WHAT IS EXPECTED:
Set down exactly the lines below, starting at the one that contains "pub fn last_tick(&self)" and ending at the one that contains "tick had its", with both of those lines included and nothing else.

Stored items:
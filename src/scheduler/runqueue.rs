//! The per-CPU runqueue (C2).
//!
//! One [`RunQueue`] exists per `CoreId` and is owned by
//! [`crate::scheduler::Scheduler`] behind its own `InterruptTicketMutex`
//! (the `rq.lock`), mirroring how the host scheduler keeps one
//! `PerCoreScheduler` per core — generalized here into an explicitly
//! lockable, `CoreId`-addressed struct since this crate has no per-core
//! storage of its own to place it in.
//!
//! A [`RunQueue`] only ever holds *waiting* tasks in its [`PriorityQueue`];
//! the currently running task is tracked separately in `current` so that a
//! running task's priority can change (boost/deboost, PI) without a queue
//! removal/reinsertion.

use crate::scheduler::queue::PriorityQueue;
use crate::scheduler::task::{CoreId, TaskHandle, TaskId};
use crate::scheduler::watermark::{WatermarkMap, IDLE_WATERMARK};

/// The task presently executing on a runqueue's CPU, cached alongside its
/// dispatch level so the watermark map can be republished without
/// recomputing `sched_prio` from the full task state.
#[derive(Debug, Clone, Copy)]
pub struct CurrentTask {
	pub id: TaskId,
	pub level: usize,
}

/// A read-only snapshot of a runqueue's counters, the one piece of
/// per-runqueue observability this crate exposes, in place of a full
/// metrics/tracing pipeline.
#[derive(Debug, Clone, Copy, Default)]
pub struct RunqueueStats {
	pub nr_running: usize,
	pub nr_uninterruptible: u64,
	pub nr_iowait: usize,
	pub nr_switches: u64,
}

/// One CPU's local scheduling state.
#[derive(Debug)]
pub struct RunQueue {
	cpu: CoreId,
	queue: PriorityQueue,
	current: Option<CurrentTask>,
	idle_task: TaskId,
	/// The dedicated stopper task used for forced migration/hotplug drain.
	stopper: TaskId,
	/// "Don't immediately re-dispatch this task" marker left by a yielding
	/// task so the next pick doesn't just hand the CPU straight back to it
	/// (the one-shot "skip pointer" for yield mode 2).
	skip: Option<TaskId>,
	/// Set by [`crate::scheduler::tick::scheduler_tick`] when the task it
	/// just charged had its slice fully replenished (ran out mid-slice), so
	/// the dispatch loop knows to requeue it at the tail of its level rather
	/// than the front. One-shot: consumed by [`Self::take_slice_expired`] on
	/// the next `schedule` call.
	slice_expired: bool,
	/// Monotonic wall clock for this CPU, in nanoseconds.
	clock: u64,
	/// `clock` minus accounted IRQ/steal time.
	clock_task: u64,
	last_ts_switch: u64,
	last_tick: u64,
	nr_running: usize,
	nr_uninterruptible: u64,
	nr_iowait: usize,
	nr_switches: u64,
	online: bool,
	/// Set while this runqueue is the target of an in-progress active
	/// (push) balance, to avoid two balancers picking the same donor twice.
	active_balance: bool,
	/// Raised by [`crate::scheduler::tick::scheduler_tick`] when the current
	/// task's slice has run out or a wakeup found something more urgent;
	/// cleared by `schedule` on entry. Tells the embedder's interrupt-return
	/// path whether it needs to invoke `schedule` at the next safe point.
	need_resched: bool,
}

impl RunQueue {
	pub fn new(cpu: CoreId, idle_task: TaskId, stopper: TaskId) -> Self {
		Self {
			cpu,
			queue: PriorityQueue::new(),
			current: Some(CurrentTask { id: idle_task, level: crate::config::NO_PRIORITIES - 1 }),
			idle_task,
			stopper,
			skip: None,
			slice_expired: false,
			clock: 0,
			clock_task: 0,
			last_ts_switch: 0,
			last_tick: 0,
			nr_running: 0,
			nr_uninterruptible: 0,
			nr_iowait: 0,
			nr_switches: 0,
			online: false,
			active_balance: false,
			need_resched: false,
		}
	}

	pub fn cpu(&self) -> CoreId {
		self.cpu
	}

	pub fn idle_task(&self) -> TaskId {
		self.idle_task
	}

	pub fn stopper(&self) -> TaskId {
		self.stopper
	}

	pub fn is_online(&self) -> bool {
		self.online
	}

	pub fn set_online(&mut self, online: bool) {
		self.online = online;
	}

	pub fn is_active_balance(&self) -> bool {
		self.active_balance
	}

	pub fn set_active_balance(&mut self, value: bool) {
		self.active_balance = value;
	}

	pub fn need_resched(&self) -> bool {
		self.need_resched
	}

	pub fn set_need_resched(&mut self, value: bool) {
		self.need_resched = value;
	}

	pub fn current(&self) -> Option<CurrentTask> {
		self.current
	}

	pub fn clock(&self) -> u64 {
		self.clock
	}

	pub fn clock_task(&self) -> u64 {
		self.clock_task
	}

	pub fn last_tick(&self) -> u64 {
		self.last_tick
	}

	pub fn skip_marker(&self) -> Option<TaskId> {
		self.skip
	}

	pub fn set_skip_marker(&mut self, id: Option<TaskId>) {
		self.skip = id;
	}

	/// Records whether the task just charged by the timer tick had its
	/// slice fully replenished, for the next `schedule` call to consume.
	pub fn set_slice_expired(&mut self, value: bool) {
		self.slice_expired = value;
	}

	/// One-shot read of the slice-expiry marker, resetting it to `false`.
	pub fn take_slice_expired(&mut self) -> bool {
		core::mem::take(&mut self.slice_expired)
	}

	pub fn nr_running(&self) -> usize {
		self.nr_running
	}

	pub fn stats(&self) -> RunqueueStats {
		RunqueueStats {
			nr_running: self.nr_running,
			nr_uninterruptible: self.nr_uninterruptible,
			nr_iowait: self.nr_iowait,
			nr_switches: self.nr_switches,
		}
	}

	/// Advances `clock`/`clock_task` to `now_ns`, subtracting accounted
	/// IRQ/steal time for the task-visible clock.
	pub fn update_clock(&mut self, now_ns: u64, irq_plus_steal_ns: u64) {
		self.clock = now_ns;
		self.clock_task = now_ns.saturating_sub(irq_plus_steal_ns);
	}

	pub fn mark_tick(&mut self) {
		self.last_tick = self.clock;
	}

	pub fn mark_switch(&mut self) {
		self.last_ts_switch = self.clock;
		self.nr_switches += 1;
	}

	pub fn last_switch(&self) -> u64 {
		self.last_ts_switch
	}

	/// Enqueues a waiting task at `level` and republishes this CPU's
	/// watermark if its head got more urgent. Level 0 is shared by every RT
	/// task and the stopper, so insertion there is always priority-ordered
	/// by `prio` regardless of `front`; `front`/tail only distinguishes a
	/// preempted task from a newly-arrived or slice-expired one at every
	/// other level.
	pub fn enqueue(&mut self, level: usize, handle: TaskHandle, wm: &WatermarkMap, front: bool) {
		if level == 0 {
			self.queue.push_priority_ordered(level, handle);
		} else if front {
			self.queue.push_front(level, handle);
		} else {
			self.queue.push_back(level, handle);
		}
		self.nr_running += 1;
		self.publish(wm);
	}

	/// Removes a specific waiting task, e.g. on affinity change or pull
	/// migration.
	pub fn dequeue(&mut self, level: usize, id: TaskId, wm: &WatermarkMap) -> Option<TaskHandle> {
		let handle = self.queue.remove(level, id);
		if handle.is_some() {
			self.nr_running -= 1;
			self.publish(wm);
		}
		handle
	}

	/// Pops the most urgent waiting task to become the new `current`
	/// (dispatch). Does not itself update `current`; the caller wires
	/// that through the context-switch driver. Consumes the one-shot
	/// [`Self::set_skip_marker`] left by yield mode 2, if any: the marked
	/// task is passed over for this single pick.
	pub fn pop_next(&mut self) -> Option<(usize, TaskHandle)> {
		let skip = self.skip.take();
		self.queue.pop_highest_except(skip)
	}

	pub fn head_level(&self) -> Option<usize> {
		self.queue.first_level()
	}

	pub fn set_current(&mut self, current: Option<CurrentTask>, wm: &WatermarkMap) {
		self.current = current;
		self.publish(wm);
	}

	pub fn set_uninterruptible_delta(&mut self, delta: i64) {
		if delta >= 0 {
			self.nr_uninterruptible += delta as u64;
		} else {
			self.nr_uninterruptible = self.nr_uninterruptible.saturating_sub((-delta) as u64);
		}
	}

	pub fn set_iowait_delta(&mut self, delta: i64) {
		if delta >= 0 {
			self.nr_iowait += delta as usize;
		} else {
			self.nr_iowait = self.nr_iowait.saturating_sub((-delta) as usize);
		}
	}

	/// Drains up to `max` of this runqueue's waiting tasks, most-urgent
	/// level first, for which `accept` returns true, for pull migration.
	/// `accept` is the caller's affinity check against the puller's CPU — a
	/// [`TaskHandle`] alone doesn't carry a full `cpus_mask`, so this
	/// runqueue can't judge eligibility itself. Republishes the watermark
	/// once at the end rather than per task.
	pub fn pull_candidates<F>(&mut self, max: usize, wm: &WatermarkMap, mut accept: F) -> alloc::vec::Vec<(usize, TaskHandle)>
	where
		F: FnMut(TaskHandle) -> bool,
	{
		let mut taken = alloc::vec::Vec::with_capacity(max);
		self.queue.drain_from_tail(max, |level, handle| {
			if accept(handle) {
				taken.push((level, handle));
				true
			} else {
				false
			}
		});
		self.nr_running -= taken.len();
		if !taken.is_empty() {
			self.publish(wm);
		}
		taken
	}

	fn publish(&self, wm: &WatermarkMap) {
		let running_level = self.current.map(|c| c.level);
		let waiting_level = self.queue.first_level();
		let level = match (running_level, waiting_level) {
			(Some(a), Some(b)) => a.min(b),
			(Some(a), None) => a,
			(None, Some(b)) => b,
			(None, None) => IDLE_WATERMARK,
		};
		wm.publish(self.cpu, level);
	}
}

TASK SOLUTION:
	pub fn last_tick(&self) -> u64 {
		self.last_tick
	}

	pub fn skip_marker(&self) -> Option<TaskId> {
		self.skip
	}

	pub fn set_skip_marker(&mut self, id: Option<TaskId>) {
		self.skip = id;
	}

	/// Records whether the task just charged by the timer tick had its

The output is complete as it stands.